16 You may not advance a rumor among your people. You may not stand against the blood of your neighbor; I am Yahweh.

16 לֹא-תֵלֵךְ רָכִיל בְּעַמֶּיךָ לֹא תַעֲמֹד עַל-דַּם רֵעֶךָ אֲנִי יְהוָה:

17 οὐ μισήσεις τὸν ἀδελφόν σου τῇ διανοίᾳ σου, ἐλεγμῷ ἐλέγξεις τὸν πλησίον σου καὶ οὐ λήμψῃ δι᾿ αὐτὸν ἁμαρτίαν.

17 Thou shalt not hate thy brother in thine heart: thou shalt in any wise rebuke thy neighbour, so thou shalt not bear sin on his account.

17 Thou shalt not hate thy brother in thine heart: thou shalt in any wise rebuke thy neighbour, and not suffer sin upon him.

17 ‘You may not hate your brother in your heart; you must earnest­ly make [things] right with your fellow-man and not raise up sin on account of him.

17 לֹא-תִשְׂנָא אֶת-אָחִיךָ בִּלְבָבֶךָ הוֹכֵחַ תּוֹכִיחַ אֶת-עֲמִיתֶךָ וְלֹא-תִשָּׂא עָלָיו חֵטְא:

18 καὶ οὐκ ἐκδικᾶταί [σου ἡ χείρ], καὶ οὐ μηνιεῖς τοῖς υἱοῖς τοῦ λαοῦ σου καὶ ἀγαπήσεις τὸν πλησίον σου ὡς σεαυτόν· ἐγώ εἰμι κύριος.

18 And thy hand shall not avenge thee; and thou shalt not be angry with the children of thy people; and thou shalt love thy neighbour as thyself; I am the Lord.

18 Thou shalt not avenge, nor bear any grudge against the children of thy people, but thou shalt love thy neighbour as thyself: I am the LORD.

18 You may not be vengeful and you may not begrudge the children of your people, rather you must bear love toward your neighbor as to yourself. I am Yahweh.

18 לֹא-תִקֹּם וְלֹא-תִטֹּר אֶת-בְּנֵי עַמֶּךָ וְאָהַבְתָּ לְרֵעֲךָ כָּמוֹךָ אֲנִי יְהוָה:

19 Τὸν νόμον μου φυλάξεσθε· τὰ κτήνη σου οὐ κατοχεύσεις ἑτεροζύγῳ [καὶ] τὸν ἀμπελῶνά σου οὐ κατασπερεῖς διάφορον καὶ ἱμάτιον ἐκ δύο ὑφασμένον κίβδηλον οὐκ ἐπιβαλεῖς σεαυτῷ.

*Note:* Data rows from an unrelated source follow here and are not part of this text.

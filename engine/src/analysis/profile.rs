// Per-timeframe rule thresholds
use shared::models::Timeframe;
use std::str::FromStr;

/// Thresholds the scoring rules read for one timeframe.
#[derive(Debug, Clone, Copy, PartialEq)]
pub struct TimeframeProfile {
    pub rsi_bull: f64,
    pub rsi_bear: f64,
    /// Absolute |MACD - signal| below which momentum counts as neutral.
    pub macd_neutral: f64,
    pub adx_trend: f64,
}

impl Default for TimeframeProfile {
    fn default() -> Self {
        TimeframeProfile { rsi_bull: 55.0, rsi_bear: 45.0, macd_neutral: 0.2, adx_trend: 20.0 }
    }
}

const DEFAULT_DISPLAY_WINDOW: usize = 100;
const DEFAULT_INVALIDATION_MULTIPLIER: f64 = 2.5;

impl TimeframeProfile {
    pub fn for_timeframe(timeframe: Option<Timeframe>) -> Self {
        let (rsi_bull, rsi_bear, macd_neutral, adx_trend) = match timeframe {
            Some(Timeframe::Minute5) => (58.0, 42.0, 0.10, 18.0),
            Some(Timeframe::Minute15) => (57.0, 43.0, 0.15, 20.0),
            Some(Timeframe::Hour1) => (55.0, 45.0, 0.20, 20.0),
            Some(Timeframe::Hour4) => (55.0, 45.0, 0.25, 22.0),
            Some(Timeframe::Day1) => (54.0, 46.0, 0.30, 25.0),
            Some(Timeframe::Week1) => (53.0, 47.0, 0.40, 25.0),
            None => return Self::default(),
        };
        TimeframeProfile { rsi_bull, rsi_bear, macd_neutral, adx_trend }
    }

    /// Looks the profile up by label; unknown labels get the default profile.
    pub fn resolve(label: &str) -> Self {
        Self::for_timeframe(Timeframe::from_str(label).ok())
    }
}

/// Bars retained for levels and the chart payload.
pub fn display_window(timeframe: Option<Timeframe>) -> usize {
    match timeframe {
        Some(Timeframe::Minute5) => 60,
        Some(Timeframe::Minute15) => 80,
        Some(Timeframe::Hour1) => 100,
        Some(Timeframe::Hour4) => 120,
        Some(Timeframe::Day1) => 150,
        Some(Timeframe::Week1) => 200,
        None => DEFAULT_DISPLAY_WINDOW,
    }
}

/// ATR multiple between a scenario trigger and its invalidation.
pub fn invalidation_multiplier(timeframe: Option<Timeframe>) -> f64 {
    match timeframe {
        Some(Timeframe::Minute5) => 1.5,
        Some(Timeframe::Minute15) => 2.0,
        Some(Timeframe::Hour1) => 2.5,
        Some(Timeframe::Hour4) => 3.5,
        Some(Timeframe::Day1) => 4.5,
        Some(Timeframe::Week1) => 6.0,
        None => DEFAULT_INVALIDATION_MULTIPLIER,
    }
}

#[cfg(test)]
mod tests {
    use super::*;

    #[test]
    fn test_unknown_label_falls_back_to_default() {
        let profile = TimeframeProfile::resolve("3H");
        assert_eq!(profile, TimeframeProfile { rsi_bull: 55.0, rsi_bear: 45.0, macd_neutral: 0.2, adx_trend: 20.0 });
        assert_eq!(display_window(None), 100);
    }

    #[test]
    fn test_known_labels_resolve() {
        assert_eq!(TimeframeProfile::resolve("5M").rsi_bull, 58.0);
        assert_eq!(TimeframeProfile::resolve("1d").adx_trend, 25.0);
    }

    #[test]
    fn test_display_window_grows_with_timeframe() {
        let windows: Vec<usize> = Timeframe::all().iter().map(|tf| display_window(Some(*tf))).collect();
        assert!(windows.windows(2).all(|w| w[0] < w[1]));
        assert!(display_window(Some(Timeframe::Minute5)) < display_window(Some(Timeframe::Day1)));
    }

    #[test]
    fn test_invalidation_multiplier_range() {
        let multipliers: Vec<f64> = Timeframe::all().iter().map(|tf| invalidation_multiplier(Some(*tf))).collect();
        assert_eq!(multipliers.first(), Some(&1.5));
        assert_eq!(multipliers.last(), Some(&6.0));
        assert!(multipliers.windows(2).all(|w| w[0] < w[1]));
    }
}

19 Ye shall observe my lawX: thou shalt not let thy cattle gender with one of a different kind, [and] thou shalt not sow thy vineyard with diverse seed; and thou shalt not put upon thyself a mingled garment woven of two materials.

19 Ye shall keep my statutes. Thou shalt not let thy cattle gender with a diverse kindX: thou shalt not sow thy field with mingled [seed]: neither shall a garment mingled of linen and woollen come upon thee.

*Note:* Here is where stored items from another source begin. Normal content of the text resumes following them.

// Data models and helpers shared between the analysis engine and its callers.
pub mod models;
pub mod utils;
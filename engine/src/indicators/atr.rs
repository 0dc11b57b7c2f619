// Average True Range (ATR)
use super::defined;
use shared::models::Candle;

/// max(high - low, |high - prev close|, |low - prev close|)
pub fn true_range(current: &Candle, previous: &Candle) -> f64 {
    (current.high - current.low)
        .max((current.high - previous.close).abs())
        .max((current.low - previous.close).abs())
}

/// Mean of the most recent `period` true ranges. Undefined with fewer than
/// `period + 1` candles.
pub fn atr(candles: &[Candle], period: usize) -> Option<f64> {
    if period == 0 || candles.len() < period + 1 {
        return None;
    }
    let recent = &candles[candles.len() - period - 1..];
    let sum: f64 = recent.windows(2).map(|pair| true_range(&pair[1], &pair[0])).sum();
    defined(sum / period as f64)
}

#[cfg(test)]
mod tests {
    use super::*;

    fn candle(high: f64, low: f64, close: f64) -> Candle {
        Candle { time: 0, open: close, high, low, close, volume: 0.0 }
    }

    #[test]
    fn test_atr_constant_prices_is_zero() {
        let candles = vec![candle(10.0, 10.0, 10.0); 30];
        assert_eq!(atr(&candles, 14), Some(0.0));
    }

    #[test]
    fn test_atr_insufficient_history() {
        let candles = vec![candle(11.0, 9.0, 10.0); 14];
        assert_eq!(atr(&candles, 14), None);
        assert_eq!(atr(&[], 14), None);
    }

    #[test]
    fn test_atr_uses_most_recent_window() {
        let mut candles = vec![candle(100.0, 90.0, 95.0); 10];
        // Last three bars have a range of 2 and close unchanged
        candles.extend(vec![candle(11.0, 9.0, 10.0); 3]);
        // Window covers bars 10..13; the first includes a gap from 95 to 11
        let value = atr(&candles, 2).unwrap();
        assert!((value - 2.0).abs() < 1e-12);
        let wider = atr(&candles, 3).unwrap();
        assert!((wider - (86.0 + 2.0 + 2.0) / 3.0).abs() < 1e-12);
    }

    #[test]
    fn test_true_range_gap() {
        let prev = candle(10.0, 9.0, 9.5);
        let gap_up = candle(13.0, 12.0, 12.5);
        assert_eq!(true_range(&gap_up, &prev), 3.5);
    }
}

19 My statutes are [what] y’all must keep: Do not mate your cattle with hybrids. Do not sow your field with hybrids, and hybrid blended clothing shall not be upon you.

19 אֶת-חֻקֹּתַי תִּשְׁמֹרוּ בְּהֶמְתְּךָ לֹא-תַרְבִּיעַ כִּלְאַיִם שָׂדְךָ לֹא-תִזְרַע כִּלְאָיִם וּבֶגֶד כִּלְאַיִם שַׁעַטְנֵז לֹא יַעֲלֶה עָלֶיךָ:  

 



[1] Cf. 1Tim. 5:13, which also discourages such rumor-mongering.

[2] Genesis 20:16 ESV To Sarah he said, "Behold, I have given your brother a thousand pieces of silver. It is a sign of your innocence in the eyes of all who are with you, and before everyone you are vindicated."

[3] “If the various genera of the natural order Gramineae, which includes the grains and the grasses, should be sown in the same field, and flower at the same time, so that the pollen of the two flowers mix, a spurious seed will be the consequence, called by the farmers chess. It is always inferior and unlike either of the two grains that produced it, in size, flavor, and nutritious principles. Independently of contributing to disease the soil, they never fail to produce the same in animals and men that feed on them” [Whitlaw, quoted by JFB].

[4] “wool, when combined with linen, increases its power of passing off the electricity from the body. In hot climates, it brings on malignant fevers and exhausts the strength; and when passing off from the body, it meets with the heated air, inflames and excoriates like a blister” [Whitlaw, quoted by JFB commentary on this verse]

[5] Cf. Jamieson, Fawcett, and Brown’s commentary on this verse: “This prohibition was probably intended to discourage a practice which seemed to infringe upon the economy which God has established in the animal kingdom.”